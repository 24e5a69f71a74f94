use crate::config::Config;
use crate::context::Context;
use crate::error::Error;
use crate::metadata::Metadata;
use crate::result::Result;
use crate::tpl::Tpl;
use crate::utils;
use std::collections::HashSet;
use std::fs::File;
use std::io::{self, Seek, Write};
use std::path::{Path, PathBuf};
use walkdir::WalkDir;
use zip::write::SimpleFileOptions;
use zip::{CompressionMethod, ZipWriter};

/// Package the project at `ctx.base_dir` into a versioned zip archive
///
/// Reads the version from the metadata document, checks the include set and
/// writes `<product>_v<version>.zip` into the project root. Returns the path
/// of the written archive.
pub fn package(ctx: &Context, config: &Config) -> Result<PathBuf> {
    let metadata = load_metadata(ctx, config)?;

    let archive_path = ctx.base_dir.join(archive_filename(config, &metadata));

    check_include(&ctx.base_dir, &config.include)?;

    if archive_path.exists() {
        cliclack::log::warning(format!(
            "Overwriting existing archive {}",
            archive_path.display()
        ))?;
    }

    let count = create_zip(&ctx.base_dir, &config.include, &archive_path)?;

    if ctx.verbose {
        cliclack::log::info(format!("{} files archived", count))?;
    }

    Ok(archive_path)
}

/// Load the metadata document behind a spinner
pub fn load_metadata(ctx: &Context, config: &Config) -> Result<Metadata> {
    let metadata_path = ctx.base_dir.join(&config.metadata_file);

    let spinner = cliclack::spinner();
    spinner.start("Loading metadata...");

    match Metadata::load(&metadata_path) {
        Ok(metadata) => {
            spinner.stop(format!("Loaded version {}", metadata.version));
            if ctx.verbose {
                cliclack::log::info(format!("Metadata: {}", metadata_path.display()))?;
            }
            Ok(metadata)
        }
        Err(e) => {
            spinner.error("Failed to load metadata");
            Err(e)
        }
    }
}

/// Archive file name for the given metadata
pub fn archive_filename(config: &Config, metadata: &Metadata) -> String {
    let mut tpl = Tpl::new();
    tpl.register("PRODUCT", &config.product);
    tpl.register("VERSION", &metadata.version);
    tpl.parse(&config.filename)
}

/// Fail with `MissingInclude` for the first entry that is neither a file nor a directory
pub fn check_include(root: &Path, include: &[String]) -> Result<()> {
    for name in include {
        let path = root.join(name);
        if !path.is_file() && !path.is_dir() {
            return Err(Error::MissingInclude(name.clone()));
        }
    }
    Ok(())
}

/// Write every file reachable from `include` into a new zip at `output_path`
///
/// Entries are named relative to `root`. Directories are walked in file name
/// order. Returns the number of stored files.
pub fn create_zip(root: &Path, include: &[String], output_path: &Path) -> Result<usize> {
    let file = File::create(output_path)?;
    let mut zip = ZipWriter::new(file);

    let options = SimpleFileOptions::default()
        .compression_method(CompressionMethod::Deflated)
        .unix_permissions(0o644);

    let mut written = HashSet::new();

    for name in include {
        let path = root.join(name);

        if path.is_file() {
            add_file(&mut zip, &mut written, root, &path, options)?;
        } else if path.is_dir() {
            for entry in WalkDir::new(&path).sort_by_file_name() {
                let entry = entry?;
                let entry_path = entry.path();

                // symlinked directories are listed but not descended into
                if entry_path == output_path || entry_path.is_dir() {
                    continue;
                }

                if !entry_path.is_file() {
                    return Err(Error::Io(io::Error::new(
                        io::ErrorKind::NotFound,
                        format!("{} is not a readable file", entry_path.display()),
                    )));
                }

                add_file(&mut zip, &mut written, root, entry_path, options)?;
            }
        } else {
            return Err(Error::MissingInclude(name.clone()));
        }
    }

    zip.finish()?;
    Ok(written.len())
}

fn add_file<W: Write + Seek>(
    zip: &mut ZipWriter<W>,
    written: &mut HashSet<String>,
    root: &Path,
    path: &Path,
    options: SimpleFileOptions,
) -> Result<()> {
    let name = utils::entry_name(root, path)?;

    // overlapping include entries
    if !written.insert(name.clone()) {
        return Ok(());
    }

    cliclack::log::remark(format!("> {}", name))?;

    zip.start_file(name.as_str(), options)?;
    let mut f = File::open(path)?;
    io::copy(&mut f, zip)?;

    Ok(())
}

=====

## EXERCISE INSTRUCTIONS
Each record above is to be written out again exactly.

## YOUR RESPONSE
repository 24e5a69f71a74f94
use crate::config::Config;
use crate::context::Context;
use crate::error::Error;
use crate::metadata::Metadata;
use crate::result::Result;
use crate::tpl::Tpl;
use crate::utils;
use std::collections::HashSet;
use std::fs::File;
use std::io::{self, Seek, Write};
use std::path::{Path, PathBuf};
use walkdir::WalkDir;
use zip::write::SimpleFileOptions;
use zip::{CompressionMethod, ZipWriter};

/// Package the project at `ctx.base_dir` into a versioned zip archive
///
/// Reads the version from the metadata document, checks the include set and
/// writes `<product>_v<version>.zip` into the project root. Returns the path
/// of the written archive.
pub fn package(ctx: &Context, config: &Config) -> Result<PathBuf> {
    let metadata = load_metadata(ctx, config)?;

    let archive_path = ctx.base_dir.join(archive_filename(config, &metadata));

    check_include(&ctx.base_dir, &config.include)?;

    if archive_path.exists() {
        cliclack::log::warning(format!(
            "Overwriting existing archive {}",
            archive_path.display()
        ))?;
    }

    let count = create_zip(&ctx.base_dir, &config.include, &archive_path)?;

    if ctx.verbose {
        cliclack::log::info(format!("{} files archived", count))?;
    }

    Ok(archive_path)
}

/// Load the metadata document behind a spinner
pub fn load_metadata(ctx: &Context, config: &Config) -> Result<Metadata> {
    let metadata_path = ctx.base_dir.join(&config.metadata_file);

    let spinner = cliclack::spinner();
    spinner.start("Loading metadata...");

    match Metadata::load(&metadata_path) {
        Ok(metadata) => {
            spinner.stop(format!("Loaded version {}", metadata.version));
            if ctx.verbose {
                cliclack::log::info(format!("Metadata: {}", metadata_path.display()))?;
            }
            Ok(metadata)
        }
        Err(e) => {
            spinner.error("Failed to load metadata");
            Err(e)
        }
    }
}

/// Archive file name for the given metadata
pub fn archive_filename(config: &Config, metadata: &Metadata) -> String {
    let mut tpl = Tpl::new();
    tpl.register("PRODUCT", &config.product);
    tpl.register("VERSION", &metadata.version);
    tpl.parse(&config.filename)
}

/// Fail with `MissingInclude` for the first entry that is neither a file nor a directory
pub fn check_include(root: &Path, include: &[String]) -> Result<()> {
    for name in include {
        let path = root.join(name);
        if !path.is_file() && !path.is_dir() {
            return Err(Error::MissingInclude(name.clone()));
        }
    }
    Ok(())
}

/// Write every file reachable from `include` into a new zip at `output_path`
///
/// Entries are named relative to `root`. Directories are walked in file name
/// order. Returns the number of stored files.
pub fn create_zip(root: &Path, include: &[String], output_path: &Path) -> Result<usize> {
    let file = File::create(output_path)?;
    let mut zip = ZipWriter::new(file);

    let options = SimpleFileOptions::default()
        .compression_method(CompressionMethod::Deflated)
        .unix_permissions(0o644);

    let mut written = HashSet::new();

    for name in include {
        let path = root.join(name);

        if path.is_file() {
            add_file(&mut zip, &mut written, root, &path, options)?;
        } else if path.is_dir() {
            for entry in WalkDir::new(&path).sort_by_file_name() {
                let entry = entry?;
                let entry_path = entry.path();

                // symlinked directories are listed but not descended into
                if entry_path == output_path || entry_path.is_dir() {
                    continue;
                }

                if !entry_path.is_file() {
                    return Err(Error::Io(io::Error::new(
                        io::ErrorKind::NotFound,
                        format!("{} is not a readable file", entry_path.display()),
                    )));
                }

                add_file(&mut zip, &mut written, root, entry_path, options)?;
            }
        } else {
            return Err(Error::MissingInclude(name.clone()));
        }
    }

    zip.finish()?;
    Ok(written.len())
}

fn add_file<W: Write + Seek>(
    zip: &mut ZipWriter<W>,
    written: &mut HashSet<String>,
    root: &Path,
    path: &Path,
    options: SimpleFileOptions,
) -> Result<()> {
    let name = utils::entry_name(root, path)?;

    // overlapping include entries
    if !written.insert(name.clone()) {
        return Ok(());
    }

    cliclack::log::remark(format!("> {}", name))?;

    zip.start_file(name.as_str(), options)?;
    let mut f = File::open(path)?;
    io::copy(&mut f, zip)?;

    Ok(())
}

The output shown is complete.